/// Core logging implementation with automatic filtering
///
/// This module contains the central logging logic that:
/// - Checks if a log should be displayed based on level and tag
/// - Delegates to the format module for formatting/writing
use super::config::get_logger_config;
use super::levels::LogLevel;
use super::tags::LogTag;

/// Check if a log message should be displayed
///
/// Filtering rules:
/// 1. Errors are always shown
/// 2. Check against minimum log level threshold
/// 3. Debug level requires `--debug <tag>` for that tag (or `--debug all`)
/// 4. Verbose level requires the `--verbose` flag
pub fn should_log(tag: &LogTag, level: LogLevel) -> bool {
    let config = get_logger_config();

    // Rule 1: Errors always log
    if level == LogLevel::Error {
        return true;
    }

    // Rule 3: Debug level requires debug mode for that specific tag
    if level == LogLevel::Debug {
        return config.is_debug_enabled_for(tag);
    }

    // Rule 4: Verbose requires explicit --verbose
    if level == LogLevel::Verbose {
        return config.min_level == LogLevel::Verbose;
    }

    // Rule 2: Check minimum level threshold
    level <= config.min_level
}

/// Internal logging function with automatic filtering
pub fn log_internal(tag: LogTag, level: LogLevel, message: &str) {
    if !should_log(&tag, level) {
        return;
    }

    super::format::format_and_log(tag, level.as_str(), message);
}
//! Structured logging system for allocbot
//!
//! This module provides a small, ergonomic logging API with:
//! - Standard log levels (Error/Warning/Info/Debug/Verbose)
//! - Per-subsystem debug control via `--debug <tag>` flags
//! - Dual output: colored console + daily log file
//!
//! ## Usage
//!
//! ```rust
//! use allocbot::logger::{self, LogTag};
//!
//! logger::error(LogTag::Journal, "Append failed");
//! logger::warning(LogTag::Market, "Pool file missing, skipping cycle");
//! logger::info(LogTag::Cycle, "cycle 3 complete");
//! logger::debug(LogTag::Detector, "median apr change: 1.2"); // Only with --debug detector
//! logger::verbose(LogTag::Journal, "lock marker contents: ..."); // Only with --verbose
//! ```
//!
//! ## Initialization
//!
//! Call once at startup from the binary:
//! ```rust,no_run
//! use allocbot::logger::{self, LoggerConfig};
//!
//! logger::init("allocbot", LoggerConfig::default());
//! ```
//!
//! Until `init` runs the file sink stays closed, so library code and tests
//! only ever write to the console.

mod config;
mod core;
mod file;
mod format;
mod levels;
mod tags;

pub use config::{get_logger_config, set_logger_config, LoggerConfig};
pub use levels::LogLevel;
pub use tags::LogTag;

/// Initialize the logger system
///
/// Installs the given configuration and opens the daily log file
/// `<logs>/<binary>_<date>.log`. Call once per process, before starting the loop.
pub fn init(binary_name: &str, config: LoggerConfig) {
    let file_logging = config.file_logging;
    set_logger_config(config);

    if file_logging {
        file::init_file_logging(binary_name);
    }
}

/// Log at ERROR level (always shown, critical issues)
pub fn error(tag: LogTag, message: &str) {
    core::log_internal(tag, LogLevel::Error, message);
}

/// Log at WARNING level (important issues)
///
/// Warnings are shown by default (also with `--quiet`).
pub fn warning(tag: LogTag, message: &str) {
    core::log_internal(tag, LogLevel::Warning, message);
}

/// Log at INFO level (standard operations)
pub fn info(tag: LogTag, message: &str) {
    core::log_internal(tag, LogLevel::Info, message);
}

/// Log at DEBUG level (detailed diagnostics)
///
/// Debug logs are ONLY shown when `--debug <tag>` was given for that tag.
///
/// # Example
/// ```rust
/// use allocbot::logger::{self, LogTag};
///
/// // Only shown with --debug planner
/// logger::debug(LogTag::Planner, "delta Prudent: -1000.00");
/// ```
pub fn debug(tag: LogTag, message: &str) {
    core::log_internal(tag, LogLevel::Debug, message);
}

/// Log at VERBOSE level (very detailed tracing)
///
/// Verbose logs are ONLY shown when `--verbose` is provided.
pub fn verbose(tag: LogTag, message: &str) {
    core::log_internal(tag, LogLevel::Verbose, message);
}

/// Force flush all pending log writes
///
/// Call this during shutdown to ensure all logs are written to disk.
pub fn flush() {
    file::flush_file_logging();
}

* TASK BRIEF:
After locating the line with "Warnings are shown" in the material above, return it and each line after it exactly, ending at the line with "pub fn info(tag: LogTag, message: &str)".

* RESPONSE AREA:
/// Warnings are shown by default (also with `--quiet`).
pub fn warning(tag: LogTag, message: &str) {
    core::log_internal(tag, LogLevel::Warning, message);
}

/// Log at INFO level (standard operations)
pub fn info(tag: LogTag, message: &str) {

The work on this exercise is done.